▶ **Task objective**
Show, in full, each line of the data that contains "Debug".

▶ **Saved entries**
+++
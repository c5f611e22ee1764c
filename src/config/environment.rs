// ABOUTME: Per-environment deployment settings.
// ABOUTME: Platform tag, domain, injected variables, and build commands.

use serde::Deserialize;
use std::collections::BTreeMap;

use super::EnvValue;

/// Display label that selects the production publish flag.
pub const PRODUCTION_LABEL: &str = "Production";

#[derive(Debug, Clone, Default, Deserialize)]
pub struct EnvironmentSpec {
    #[serde(default)]
    pub name: Option<String>,

    /// Raw platform tag. Unrecognized tags are rejected when publishing, not here.
    #[serde(rename = "type", default)]
    pub platform: Option<String>,

    #[serde(default)]
    pub domain: Option<String>,

    #[serde(default)]
    pub environment_variables: BTreeMap<String, EnvValue>,

    #[serde(default)]
    pub build_settings: BuildSettings,
}

impl EnvironmentSpec {
    pub fn platform_label(&self) -> &str {
        match self.platform.as_deref().map(str::trim) {
            Some(p) if !p.is_empty() => p,
            _ => "unknown",
        }
    }

    /// Domain, if one is configured and non-blank.
    pub fn domain(&self) -> Option<&str> {
        self.domain
            .as_deref()
            .map(str::trim)
            .filter(|d| !d.is_empty())
    }

    pub fn is_production(&self) -> bool {
        self.name.as_deref() == Some(PRODUCTION_LABEL)
    }
}

#[derive(Debug, Clone, Deserialize)]
#[serde(default)]
pub struct BuildSettings {
    pub build_command: String,
    pub dev_command: String,
    pub port: u16,
    pub publish_command: String,
}

impl Default for BuildSettings {
    fn default() -> Self {
        Self {
            build_command: "npm run build".to_string(),
            dev_command: "npm run dev".to_string(),
            port: 3000,
            publish_command: "vercel".to_string(),
        }
    }
}

impl BuildSettings {
    pub fn local_url(&self) -> String {
        format!("http://localhost:{}", self.port)
    }
}

/// Named environments in document order. Names are unique.
#[derive(Debug, Clone, Default)]
pub struct Environments(Vec<(String, EnvironmentSpec)>);

impl Environments {
    pub(crate) fn from_entries(entries: Vec<(String, EnvironmentSpec)>) -> Self {
        Self(entries)
    }

    pub fn get(&self, name: &str) -> Option<&EnvironmentSpec> {
        self.0
            .iter()
            .find(|(key, _)| key == name)
            .map(|(_, spec)| spec)
    }

    pub fn contains(&self, name: &str) -> bool {
        self.get(name).is_some()
    }

    pub fn names(&self) -> Vec<String> {
        self.0.iter().map(|(key, _)| key.clone()).collect()
    }

    pub fn iter(&self) -> impl Iterator<Item = (&str, &EnvironmentSpec)> {
        self.0.iter().map(|(key, spec)| (key.as_str(), spec))
    }

    pub fn len(&self) -> usize {
        self.0.len()
    }

    pub fn is_empty(&self) -> bool {
        self.0.is_empty()
    }

    /// Insert or replace an environment, keeping the original position on replace.
    pub fn insert(&mut self, name: impl Into<String>, spec: EnvironmentSpec) {
        let name = name.into();
        match self.0.iter_mut().find(|(key, _)| *key == name) {
            Some(entry) => entry.1 = spec,
            None => self.0.push((name, spec)),
        }
    }
}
+++
▶ **Answer for this exercise**
#[derive(Debug, Clone, Default, Deserialize)]
#[derive(Debug, Clone, Deserialize)]
#[derive(Debug, Clone, Default)]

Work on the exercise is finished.